▶ Task requirements:
Go through the lines below and tally each one holding "implementation". Write only the total.

▶ Exercise inputs:
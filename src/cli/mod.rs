// src/cli/mod.rs — CLI definition (clap derive)

pub mod init;
pub mod progress;
pub mod remote;
pub mod run;

use clap::{Parser, Subcommand};

#[derive(Parser)]
#[command(
    name = "promptprobe",
    about = "Test prompts against a language model and measure flakiness",
    version
)]
pub struct Cli {
    /// Config file path
    #[arg(long, global = true)]
    pub config: Option<String>,

    #[command(subcommand)]
    pub command: Commands,
}

#[derive(Subcommand)]
pub enum Commands {
    /// Create the test directories and a template config.toml
    Init,
    /// Scaffold a new suite with an example prompt and assertions
    Generate {
        /// Suite name (slugified)
        name: String,
        /// Write assertions.toml instead of assertions.rhai
        #[arg(long)]
        toml: bool,
    },
    /// List suites in the test directory
    List,
    /// Run a suite locally and report results
    Run(RunArgs),
    /// Upload a suite's assertions to the remote dashboard
    Deploy {
        /// Suite name
        name: String,
    },
    /// Trigger a run against recorded production traffic
    RunProd {
        /// Prompt slug on the dashboard
        #[arg(long)]
        prompt: String,
        /// Comma-separated test slugs, or "*" for all
        #[arg(long, default_value = "*")]
        test: String,
        /// Start of the date range (YYYY-MM-DD)
        #[arg(long)]
        start_date: Option<String>,
        /// End of the date range (YYYY-MM-DD)
        #[arg(long)]
        end_date: Option<String>,
    },
}

#[derive(clap::Args, Clone, Debug)]
pub struct RunArgs {
    /// Suite name
    pub name: String,

    /// Trials per test case (overrides [run].number_of_runs)
    #[arg(short = 'n', long)]
    pub runs: Option<u32>,

    /// Test cases executed in parallel (overrides [run].concurrency)
    #[arg(short, long)]
    pub concurrency: Option<usize>,

    /// Model under test (overrides [provider].default_model)
    #[arg(short, long)]
    pub model: Option<String>,

    /// Also write a CSV summary to this path
    #[arg(long)]
    pub csv: Option<String>,

    /// Also write the full result as JSON to this path
    #[arg(long)]
    pub json: Option<String>,

    /// Do not write a run log under the test-runs directory
    #[arg(long)]
    pub no_log: bool,

    /// Suppress per-trial progress on stderr
    #[arg(short, long)]
    pub quiet: bool,

    /// Record each model response on the remote dashboard
    #[arg(long)]
    pub log_remote: bool,
}
use std::fmt::{Display, Formatter};
use std::io::{BufRead, BufReader, Read, Write};
use std::path::PathBuf;

use serde::de::DeserializeOwned;
use serde::Serialize;

use crate::model::RankedResult;
use crate::protocol::{
    FilterArgs, FilterReply, RpcRequest, RpcResponse, SetListArgs, SetListReply, METHOD_FILTER,
    METHOD_SET_COMMAND_LIST, METHOD_SET_LIST,
};

#[derive(Debug)]
pub enum ChannelError {
    Connect(std::io::Error),
    Io(std::io::Error),
    Closed,
    Encode(serde_json::Error),
    Decode(serde_json::Error),
    Rpc { code: i64, message: String },
    Protocol(String),
}

impl Display for ChannelError {
    fn fmt(&self, f: &mut Formatter<'_>) -> std::fmt::Result {
        match self {
            Self::Connect(error) => write!(f, "backend channel connect failed: {error}"),
            Self::Io(error) => write!(f, "backend channel io error: {error}"),
            Self::Closed => write!(f, "backend channel closed"),
            Self::Encode(error) => write!(f, "request encode failed: {error}"),
            Self::Decode(error) => write!(f, "response decode failed: {error}"),
            Self::Rpc { code, message } => write!(f, "backend rpc error {code}: {message}"),
            Self::Protocol(detail) => write!(f, "protocol violation: {detail}"),
        }
    }
}

impl std::error::Error for ChannelError {}

/// Ranking as an opaque request/response capability. The production
/// implementation talks line-delimited JSON-RPC to an external process; tests
/// and in-process rankers substitute their own implementation.
pub trait SearchBackend: Send {
    fn set_launchable_list(&mut self, keys: &[String]) -> Result<i64, ChannelError>;
    fn set_command_list(&mut self, keys: &[String]) -> Result<i64, ChannelError>;
    fn filter(&mut self, pattern: &str) -> Result<Vec<RankedResult>, ChannelError>;
}

impl<T: SearchBackend + ?Sized> SearchBackend for Box<T> {
    fn set_launchable_list(&mut self, keys: &[String]) -> Result<i64, ChannelError> {
        (**self).set_launchable_list(keys)
    }

    fn set_command_list(&mut self, keys: &[String]) -> Result<i64, ChannelError> {
        (**self).set_command_list(keys)
    }

    fn filter(&mut self, pattern: &str) -> Result<Vec<RankedResult>, ChannelError> {
        (**self).filter(pattern)
    }
}

/// One duplex JSON-RPC channel. At most one request is in flight at a time;
/// every call writes one line and blocks for exactly one response line.
pub struct RpcChannel<R, W> {
    reader: BufReader<R>,
    writer: W,
    next_id: u64,
}

impl<R: Read, W: Write> RpcChannel<R, W> {
    pub fn new(reader: R, writer: W) -> Self {
        Self {
            reader: BufReader::new(reader),
            writer,
            next_id: 1,
        }
    }

    pub fn into_parts(self) -> (R, W) {
        (self.reader.into_inner(), self.writer)
    }

    fn call<P: Serialize, T: DeserializeOwned>(
        &mut self,
        method: &'static str,
        params: P,
    ) -> Result<T, ChannelError> {
        let id = self.next_id;
        self.next_id += 1;

        let request = RpcRequest::new(id, method, params);
        let mut line = serde_json::to_string(&request).map_err(ChannelError::Encode)?;
        line.push('\n');
        self.writer
            .write_all(line.as_bytes())
            .map_err(ChannelError::Io)?;
        self.writer.flush().map_err(ChannelError::Io)?;

        let mut raw = String::new();
        let read = self.reader.read_line(&mut raw).map_err(ChannelError::Io)?;
        if read == 0 {
            return Err(ChannelError::Closed);
        }

        let response: RpcResponse<T> =
            serde_json::from_str(raw.trim_end()).map_err(ChannelError::Decode)?;
        if let Some(error) = response.error {
            return Err(ChannelError::Rpc {
                code: error.code,
                message: error.message,
            });
        }
        if response.id != Some(id) {
            return Err(ChannelError::Protocol(format!(
                "response id {:?} does not match request id {id}",
                response.id
            )));
        }

        response
            .result
            .ok_or_else(|| ChannelError::Protocol("response carried neither result nor error".to_string()))
    }
}

impl<R: Read + Send, W: Write + Send> SearchBackend for RpcChannel<R, W> {
    fn set_launchable_list(&mut self, keys: &[String]) -> Result<i64, ChannelError> {
        let reply: SetListReply = self.call(
            METHOD_SET_LIST,
            SetListArgs {
                list: keys.to_vec(),
            },
        )?;
        Ok(reply.result)
    }

    fn set_command_list(&mut self, keys: &[String]) -> Result<i64, ChannelError> {
        let reply: SetListReply = self.call(
            METHOD_SET_COMMAND_LIST,
            SetListArgs {
                list: keys.to_vec(),
            },
        )?;
        Ok(reply.result)
    }

    fn filter(&mut self, pattern: &str) -> Result<Vec<RankedResult>, ChannelError> {
        let reply: FilterReply = self.call(
            METHOD_FILTER,
            FilterArgs {
                pattern: pattern.to_string(),
            },
        )?;
        Ok(reply.results.into_iter().map(RankedResult::from).collect())
    }
}

/// Filesystem location of the local ranker endpoint on non-Windows hosts.
#[cfg(not(windows))]
pub fn socket_path(channel_name: &str) -> PathBuf {
    let runtime_dir = std::env::var_os("XDG_RUNTIME_DIR")
        .map(PathBuf::from)
        .unwrap_or_else(std::env::temp_dir);
    runtime_dir.join(format!("{channel_name}.sock"))
}

#[cfg(windows)]
pub fn pipe_path(channel_name: &str) -> PathBuf {
    PathBuf::from(format!(r"\\.\pipe\{channel_name}"))
}

/// Connects to the well-known local endpoint the ranker listens on. A missing
/// or not-yet-listening endpoint surfaces as `ChannelError::Connect`; this
/// layer never retries.
#[cfg(windows)]
pub fn connect(channel_name: &str) -> Result<Box<dyn SearchBackend>, ChannelError> {
    let pipe = std::fs::OpenOptions::new()
        .read(true)
        .write(true)
        .open(pipe_path(channel_name))
        .map_err(ChannelError::Connect)?;
    let reader = pipe.try_clone().map_err(ChannelError::Connect)?;
    Ok(Box::new(RpcChannel::new(reader, pipe)))
}

#[cfg(not(windows))]
pub fn connect(channel_name: &str) -> Result<Box<dyn SearchBackend>, ChannelError> {
    let stream = std::os::unix::net::UnixStream::connect(socket_path(channel_name))
        .map_err(ChannelError::Connect)?;
    let reader = stream.try_clone().map_err(ChannelError::Connect)?;
    Ok(Box::new(RpcChannel::new(reader, stream)))
}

▶ The completed task:
2